Get this. The owner of Stan’s even wanted to bring in his own architect to help design the area around his Coffee dealey thingie. I had a simple choice of choosing the old man who’s been loyal to Whitworth for twenty years and choosing the soul-crushing culinary giant that employs hundreds of thousands across the globe. When it came right down to it, my heart belonged to Sodexho. Not to mention my first born son if I didn’t make the ‘right’ decision, but that’s a different story all together.

How many different pretentious names for coffee sizes does Stan’s have? Probably like three. Sodexho will have not only Grande, Venti and Extra Venti, but Veni, Vidi, Vici, Mussolini, Fettuccini, Vezzini, and Zamboni.

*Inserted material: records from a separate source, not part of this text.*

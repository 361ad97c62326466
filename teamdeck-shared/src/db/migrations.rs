/// Database migration runner
///
/// Migrations live in `migrations/` at the workspace root as plain SQL
/// files named `{version}_{name}.sql` and are embedded at compile time.
/// The entry point runs them before serving traffic.
///
/// # Example
///
/// ```no_run
/// use teamdeck_shared::db::{migrations::run_migrations, pool::{create_pool, DatabaseConfig}};
///
/// # async fn example() -> Result<(), Box<dyn std::error::Error>> {
/// let pool = create_pool(DatabaseConfig::default()).await?;
/// run_migrations(&pool).await?;
/// # Ok(())
/// # }
/// ```

use sqlx::postgres::PgPool;
use tracing::{info, warn};

/// Runs all pending database migrations
///
/// # Errors
///
/// Returns an error if a migration fails to apply or the connection is
/// lost mid-run; a failed migration is rolled back
pub async fn run_migrations(pool: &PgPool) -> Result<(), sqlx::migrate::MigrateError> {
    info!("Running database migrations");

    let migrations = sqlx::migrate!("../migrations");

    match migrations.run(pool).await {
        Ok(()) => {
            info!("Database migrations completed");
            Ok(())
        }
        Err(e) => {
            warn!("Migration failed: {}", e);
            Err(e)
        }
    }
}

And what kind of name is “Stan’s” anyway? It certainly doesn’t sound like it was processed through a multi-level array of focus groups and high-level marketing executives. “Stan” is probably something his Mom came up with. For real Marketing genius, you turn to Sodexho, whose name conjures either images of quality foodstuffs served lovingly to smiling customers, or medication advertised by showing crinkly old people running on beaches in windbreakers.

We’ll give the new Café a flashy name that will be sure to attract you wide-eyed youngsters just by it’s pure hipness. Something like “Jazzmans” or “Crash Bandicoot’s” or “Slick Steve’s Drink Tank” or the “Vote for Pedro Café” since you young people seem to like that Neapolitan Dynamite movie so much.

In fact, were so confident about our ability to create a youthful yet serious coffee-muffin hybrid establishment, that we’re asking you college students for your advice on decorating! So, what should it be?

A Tombstone with the name Stan on it? You want to call it the “Money Pit?” Theme it around the board game, “Monopoly?” These are great ideas!

Now if only that warped, frustrated George Bailey would finally sell his drafty old Savings and Loan business to me, we could really get things done.